(Washington) Un Américain confondu par son ADN et son arbre généalogique plus de trente ans après un double meurtre s’apprête à être jugé lors du premier procès impliquant cette technique d’enquête révolutionnaire.

Partisans et détracteurs de la « généalogie génétique » suivent de près le dossier de William Talbott, qui comparaît à partir de cette semaine et jusqu’à la fin du mois près de Seattle, dans le nord-ouest des États-Unis.

Ce chauffeur routier de 56 ans est accusé d’avoir tué en 1987 deux jeunes Canadiens, Jay Cook et sa petite amie Tanya Van Cuylenborg, âgés de 20 et 18 ans. Elle avait été abattue d’une balle dans la tête, lui était mort étranglé, un paquet de cigarettes enfoncé dans la gorge.

Après des décennies d’enquête infructueuse, la police avait finalement annoncé en mai 2018 l’arrestation de William Talbott, qui n’avait jamais éveillé les soupçons. « S’il n’y avait pas eu la généalogie génétique, nous ne serions pas là », avait alors déclaré l’enquêteur Jim Scharf.

Un mois plus tôt, cette méthode avait fait les gros titres en menant à l’arrestation d’un homme soupçonné d’être le « tueur du Golden State », auteur de 12 meurtres et d’une cinquantaine de viols en Californie dans les années 1970 et 80.  

Dans les deux cas – et dans environ 70 autres dossiers résolus depuis –, l’ADN retrouvé sur les scènes de crime a été comparé à la base de données d’un site public de généalogie, GEDmatch.

Sur ce site, les personnes ayant réalisé des tests ADN – une pratique en vogue aux États-Unis – peuvent entrer leur profil génétique pour retrouver des parents éloignés et compléter leur arbre généalogique.

Deux cousins

Dans le dossier des Canadiens, un laboratoire privé de biotechnologies, Parabon Nanolabs, a analysé du sperme retrouvé sur un vêtement de Tanya Van Cuylenborg et a entré ce profil génétique dans le système de GEDmatch.

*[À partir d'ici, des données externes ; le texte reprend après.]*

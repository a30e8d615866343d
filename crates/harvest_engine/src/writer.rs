use std::path::{Path, PathBuf};

use chrono::SecondsFormat;
use engine_logging::{engine_debug, engine_info};
use harvest_core::{HarvestWindow, Message, MessageSet};

use crate::partition::{partition_dir, partition_filename};
use crate::persist::{AtomicFileWriter, PersistError};
use crate::source::HarvestContext;
use crate::users::UserNameCache;

pub const HEADER: [&str; 6] = [
    "timestamp_utc",
    "channel_name",
    "user_id",
    "user_name",
    "text",
    "thread_ts",
];

/// Placeholder for messages without an author.
pub const NO_USER: &str = "N/A";

#[derive(Debug, Clone, PartialEq, Eq)]
pub struct HarvestRow {
    pub timestamp_utc: String,
    pub channel_name: String,
    pub user_id: String,
    pub user_name: String,
    pub text: String,
    pub thread_ts: String,
}

#[derive(Debug, Clone, PartialEq, Eq)]
pub struct WrittenHarvest {
    pub path: PathBuf,
    pub rows: usize,
}

/// Conversational messages only, oldest first.
pub fn conversational_in_order(messages: MessageSet) -> Vec<Message> {
    messages
        .into_sorted()
        .into_iter()
        .filter(Message::is_conversational)
        .collect()
}

/// Collapse line breaks and tabs so each message is one TSV record.
pub fn normalize_text(text: &str) -> String {
    text.chars()
        .map(|c| match c {
            '\n' | '\r' | '\t' => ' ',
            other => other,
        })
        .collect()
}

pub fn render_tsv(rows: &[HarvestRow]) -> String {
    let mut out = HEADER.join("\t");
    out.push('\n');
    for row in rows {
        let cells = [
            row.timestamp_utc.as_str(),
            row.channel_name.as_str(),
            row.user_id.as_str(),
            row.user_name.as_str(),
            row.text.as_str(),
            row.thread_ts.as_str(),
        ];
        let cells: Vec<String> = cells.iter().map(|c| normalize_text(c)).collect();
        out.push_str(&cells.join("\t"));
        out.push('\n');
    }
    out
}

/// Writes one harvested window to its partitioned location.
#[derive(Debug, Clone)]
pub struct HarvestWriter {
    root: PathBuf,
}

impl HarvestWriter {
    pub fn new(root: impl Into<PathBuf>) -> Self {
        Self { root: root.into() }
    }

    pub fn root(&self) -> &Path {
        &self.root
    }

    /// Filters, orders and serializes `messages`, resolving author names
    /// through `names`. Re-writing the same window overwrites the file.
    pub async fn write(
        &self,
        ctx: HarvestContext<'_>,
        messages: MessageSet,
        window: &HarvestWindow,
        channel_name: &str,
        names: &mut UserNameCache,
    ) -> Result<WrittenHarvest, PersistError> {
        let ordered = conversational_in_order(messages);
        let mut rows = Vec::with_capacity(ordered.len());
        for message in ordered {
            let (user_id, user_name) = match message.user_id.as_deref() {
                Some(id) => (id.to_string(), names.resolve(ctx, id).await),
                None => (NO_USER.to_string(), NO_USER.to_string()),
            };
            rows.push(HarvestRow {
                timestamp_utc: format_utc(&message),
                channel_name: channel_name.to_string(),
                user_id,
                user_name,
                text: normalize_text(&message.text),
                thread_ts: message
                    .thread_parent
                    .as_ref()
                    .map(|ts| ts.to_string())
                    .unwrap_or_default(),
            });
        }

        let body = render_tsv(&rows);
        let dir = partition_dir(&self.root, window);
        engine_debug!("writing {} rows under {:?}", rows.len(), dir);
        let path = AtomicFileWriter::new(dir).write(&partition_filename(window), body.as_bytes())?;
        engine_info!("saved {} messages to {:?}", rows.len(), path);
        Ok(WrittenHarvest {
            path,
            rows: rows.len(),
        })
    }
}

fn format_utc(message: &Message) -> String {
    message
        .ts
        .to_utc()
        .map(|dt| dt.to_rfc3339_opts(SecondsFormat::Micros, false))
        .unwrap_or_else(|| message.ts.to_string())
}
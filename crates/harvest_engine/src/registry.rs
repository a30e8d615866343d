//! Reader for the channel registry CSV (`channel_id,channel_name_note,backup_enabled`).

use std::fs;
use std::io;
use std::path::{Path, PathBuf};

use engine_logging::{engine_debug, engine_info};
use harvest_core::ChannelConfig;
use thiserror::Error;

#[derive(Debug, Error)]
pub enum RegistryError {
    #[error("channel registry not found: {0:?}")]
    NotFound(PathBuf),
    #[error("failed to read channel registry {path:?}: {source}")]
    Io {
        path: PathBuf,
        #[source]
        source: io::Error,
    },
    #[error("channel registry {path:?}: {reason}")]
    Format { path: PathBuf, reason: String },
}

const ID_COLUMNS: &[&str] = &["channel_id", "id"];
const LABEL_COLUMNS: &[&str] = &["channel_name_note", "label", "channel_name"];
const ENABLED_COLUMNS: &[&str] = &["backup_enabled", "enabled"];

/// Every row of the registry, in file order.
pub fn load_registry(path: &Path) -> Result<Vec<ChannelConfig>, RegistryError> {
    let content = match fs::read_to_string(path) {
        Ok(text) => text,
        Err(err) if err.kind() == io::ErrorKind::NotFound => {
            return Err(RegistryError::NotFound(path.to_path_buf()))
        }
        Err(source) => {
            return Err(RegistryError::Io {
                path: path.to_path_buf(),
                source,
            })
        }
    };
    parse_registry(&content).map_err(|reason| RegistryError::Format {
        path: path.to_path_buf(),
        reason,
    })
}

/// Rows with the enabled flag set; these form the worklist of a run.
pub fn enabled_channels(path: &Path) -> Result<Vec<ChannelConfig>, RegistryError> {
    let channels: Vec<ChannelConfig> = load_registry(path)?
        .into_iter()
        .filter(|c| c.enabled)
        .collect();
    engine_info!("{} channels enabled in {:?}", channels.len(), path);
    Ok(channels)
}

pub fn parse_registry(content: &str) -> Result<Vec<ChannelConfig>, String> {
    let mut lines = content
        .lines()
        .map(|l| l.trim_start_matches('\u{feff}'))
        .filter(|l| !l.trim().is_empty());

    let header = match lines.next() {
        Some(line) => split_csv_line(line),
        None => return Ok(Vec::new()),
    };
    let column = |names: &[&str]| {
        header
            .iter()
            .position(|h| names.iter().any(|n| h.trim().eq_ignore_ascii_case(n)))
    };
    let id_col = column(ID_COLUMNS).ok_or("missing channel_id column")?;
    let label_col = column(LABEL_COLUMNS);
    let enabled_col = column(ENABLED_COLUMNS).ok_or("missing backup_enabled column")?;

    let mut channels = Vec::new();
    for line in lines {
        let cells = split_csv_line(line);
        let cell = |i: usize| cells.get(i).map(|c| c.trim()).unwrap_or("");
        let id = cell(id_col);
        if id.is_empty() {
            engine_debug!("skipping registry row without channel id: {:?}", line);
            continue;
        }
        channels.push(ChannelConfig {
            id: id.to_string(),
            label: label_col.map(cell).unwrap_or("").to_string(),
            enabled: cell(enabled_col).eq_ignore_ascii_case("true"),
        });
    }
    Ok(channels)
}

/// Splits one CSV line, honouring double-quoted cells and `""` escapes.
fn split_csv_line(line: &str) -> Vec<String> {
    let mut cells = Vec::new();
    let mut current = String::new();
    let mut in_quotes = false;
    let mut chars = line.chars().peekable();

    while let Some(c) = chars.next() {
        match c {
            '"' if in_quotes && chars.peek() == Some(&'"') => {
                current.push('"');
                chars.next();
            }
            '"' => in_quotes = !in_quotes,
            ',' if !in_quotes => cells.push(std::mem::take(&mut current)),
            other => current.push(other),
        }
    }
    cells.push(current);
    cells
}
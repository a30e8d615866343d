use std::fs;
use std::io::{self, Write};
use std::path::{Path, PathBuf};

use tempfile::NamedTempFile;
use thiserror::Error;

#[derive(Debug, Error)]
pub enum PersistError {
    #[error("output directory {path:?} missing or not writable: {reason}")]
    OutputDir { path: PathBuf, reason: String },
    #[error("io error writing {path:?}: {source}")]
    Io {
        path: PathBuf,
        #[source]
        source: io::Error,
    },
}

impl PersistError {
    fn io(path: &Path, source: io::Error) -> Self {
        PersistError::Io {
            path: path.to_path_buf(),
            source,
        }
    }
}

/// Ensure output directory exists, creating parents as needed.
pub fn ensure_output_dir(dir: &Path) -> Result<(), PersistError> {
    let fail = |reason: String| PersistError::OutputDir {
        path: dir.to_path_buf(),
        reason,
    };
    if dir.exists() {
        let meta = fs::metadata(dir).map_err(|e| fail(e.to_string()))?;
        if !meta.is_dir() {
            return Err(fail("path is not a directory".into()));
        }
    } else {
        fs::create_dir_all(dir).map_err(|e| fail(e.to_string()))?;
    }
    Ok(())
}

/// Writes `{dir}/{filename}` through a synced temp file and a rename, so
/// readers see either the previous content or the new one, never a mix.
/// An existing file is replaced.
#[derive(Debug, Clone)]
pub struct AtomicFileWriter {
    dir: PathBuf,
}

impl AtomicFileWriter {
    pub fn new(dir: PathBuf) -> Self {
        Self { dir }
    }

    pub fn dir(&self) -> &Path {
        &self.dir
    }

    pub fn write(&self, filename: &str, content: &[u8]) -> Result<PathBuf, PersistError> {
        ensure_output_dir(&self.dir)?;

        let target = self.dir.join(filename);
        let mut tmp = NamedTempFile::new_in(&self.dir).map_err(|e| PersistError::io(&target, e))?;
        tmp.write_all(content)
            .and_then(|_| tmp.flush())
            .and_then(|_| tmp.as_file_mut().sync_all())
            .map_err(|e| PersistError::io(&target, e))?;

        tmp.persist(&target)
            .map_err(|e| PersistError::io(&target, e.error))?;
        Ok(target)
    }
}
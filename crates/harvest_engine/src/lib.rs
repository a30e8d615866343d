//! Harvest engine: source client, paced fetching, checkpoints and output.
mod backfill;
mod batch;
mod channel;
mod checkpoint;
mod engine;
mod gate;
mod partition;
mod persist;
mod registry;
mod retry;
mod settings;
mod slack;
mod source;
mod threads;
mod types;
mod users;
mod walker;
mod writer;

pub use backfill::{
    plan_backfill, render_manifest, run_backfill, window_key, BackfillOptions, BackfillRecord,
    BackfillReport, WindowStatus, WindowSummary, MANIFEST_FILENAME,
};
pub use batch::{run_checkpointed, BatchError, BatchReport, RecordProcessor};
pub use channel::{
    harvest_channel, resolve_channel_name, run_channels, ChannelError, ChannelFailure,
    ChannelHarvest, ChannelOutcome, RunReport,
};
pub use checkpoint::{CheckpointError, CheckpointRecord, CheckpointStore, Resume};
pub use engine::{EngineError, HarvestEngine};
pub use gate::{Pacing, RateGate};
pub use partition::{partition_dir, partition_filename, partition_path};
pub use persist::{ensure_output_dir, AtomicFileWriter, PersistError};
pub use registry::{enabled_channels, load_registry, parse_registry, RegistryError};
pub use retry::call_with_backoff;
pub use settings::{HarvestSettings, SettingsError};
pub use slack::{classify_api_error, SlackClient, SourceSettings};
pub use source::{HarvestContext, MessageSource};
pub use threads::{expand_threads, ThreadExpansion, ThreadOutcome};
pub use types::{ChannelInfo, FailureKind, MessagePage, SourceError, UserInfo};
pub use users::UserNameCache;
pub use walker::{list_all, PageStats};
pub use writer::{
    conversational_in_order, normalize_text, render_tsv, HarvestRow, HarvestWriter,
    WrittenHarvest, HEADER, NO_USER,
};
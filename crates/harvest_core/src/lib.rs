//! Harvest core: pure domain types, retry policy and the checkpointed batch state machine.
mod backoff;
mod batch;
mod message;
mod pagination;
mod window;

pub use backoff::{BackoffPolicy, FailureClass, RetryDecision};
pub use batch::{update, BatchEffect, BatchMsg, BatchPhase, BatchState};
pub use message::{Message, MessageSet, MessageTs, ParseTsError};
pub use pagination::PageState;
pub use window::{most_recent_completed_day, ChannelConfig, HarvestWindow};
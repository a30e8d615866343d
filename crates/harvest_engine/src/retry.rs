use std::future::Future;

use engine_logging::{engine_error, engine_warn};
use harvest_core::{BackoffPolicy, FailureClass, RetryDecision};

use crate::gate::RateGate;
use crate::SourceError;

/// Runs `call` through `gate`, retrying per `policy`.
///
/// Fatal failures come back unchanged. A retryable failure that outlives the
/// attempt budget comes back as [`crate::FailureKind::RetriesExhausted`].
pub async fn call_with_backoff<T, F, Fut>(
    policy: &BackoffPolicy,
    gate: &RateGate,
    operation: &str,
    mut call: F,
) -> Result<T, SourceError>
where
    F: FnMut() -> Fut,
    Fut: Future<Output = Result<T, SourceError>>,
{
    let mut attempt: u32 = 0;
    loop {
        gate.acquire().await;
        attempt += 1;

        let err = match call().await {
            Ok(value) => return Ok(value),
            Err(err) => err,
        };

        match policy.should_retry(attempt, err.class(), err.retry_after) {
            RetryDecision::RetryAfter(wait) => {
                engine_warn!(
                    "{}: {} (attempt {}/{}), retrying in {:?}",
                    operation,
                    err,
                    attempt,
                    policy.max_attempts,
                    wait
                );
                tokio::time::sleep(wait).await;
            }
            RetryDecision::GiveUp if err.class() == FailureClass::Fatal => {
                return Err(err);
            }
            RetryDecision::GiveUp => {
                engine_error!("{}: giving up after {} attempts: {}", operation, attempt, err);
                return Err(SourceError::retries_exhausted(attempt, err));
            }
        }
    }
}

La recherche a fait émerger deux cousins du suspect. Une experte en généalogie de Parabon a retracé leurs arbres généalogiques sur plusieurs générations et a isolé un parent en commun : William Talbott.

Les policiers l’ont alors mis sous surveillance. Un jour, ils ont récupéré un gobelet jeté par le routier et ont testé son ADN. Il correspondait à celui retrouvé sur les habits de la jeune Canadienne.

Depuis son arrestation, le quinquagénaire assure qu’il est innocent.

« Ma vie est suspendue depuis plus d’un an pour un crime que je n’ai pas commis », a-t-il encore déclaré vendredi lors d’une audience préliminaire devant le tribunal du comté de Snohomish.

Dans des documents judiciaires, les avocats de la défense ont contesté la fiabilité du profil génétique réalisé à partir de l’ADN prélevé sur la scène de crime.

En revanche, ils n’ont pas demandé à Parabon de témoigner sur l’usage de la généalogie génétique. « Ce n’est pas un enjeu pour la défense », a assuré à l’AFP la vice-présidente de l’entreprise, Paula Armentrout.

« Sous couverture »

Pourtant, plusieurs voix dans la communauté légale critiquent l’absence de régulation de cette technique d’investigation, qui pose un défi à la protection des données personnelles.

« Il y a très peu de règles sur les crimes qui peuvent faire l’objet d’enquête et pas de recette claire en cas d’erreur, de révélations gênantes ou intrusives », a relevé Elizabeth Joh, professeur de droit en Californie, dans une tribune publiée jeudi dans le New York Times.

En vous soumettant à un test ADN, « vous exposez aussi vos frères et sœurs, vos parents, vos cousins, des gens que vous n’avez jamais rencontrés et même les générations futures de votre famille », a ajouté l’universitaire, qui suggère aux policiers d’obtenir « des mandats » pour ce type d’enquête.

Face à la montée des critiques, GEDmatch vient de changer ses conditions d’utilisation : ses membres doivent désormais donner leur consentement pour que la police puisse utiliser leurs données.  

« C’était la bonne chose à faire sur le plan éthique », a expliqué à l’AFP son fondateur Curtis Rogers.

Seules 75 000 personnes ont donné leur feu vert à l’heure actuelle, alors que la police disposait jusque là d’un million de profils. Ce qui, selon une étude, permettait d’identifier près de la moitié de la population américaine.

La nouvelle base de données est trop étroite pour faire avancer de nouvelles enquêtes.

Mais en théorie, rien n’interdit à la police d’aller sur n’importe quel site de généalogie sans révéler ses motifs, souligne le professeur de droit David Kaye. « Elle travaille souvent sous couverture et les tribunaux autorisent une dose de tromperie », ajoute-t-il.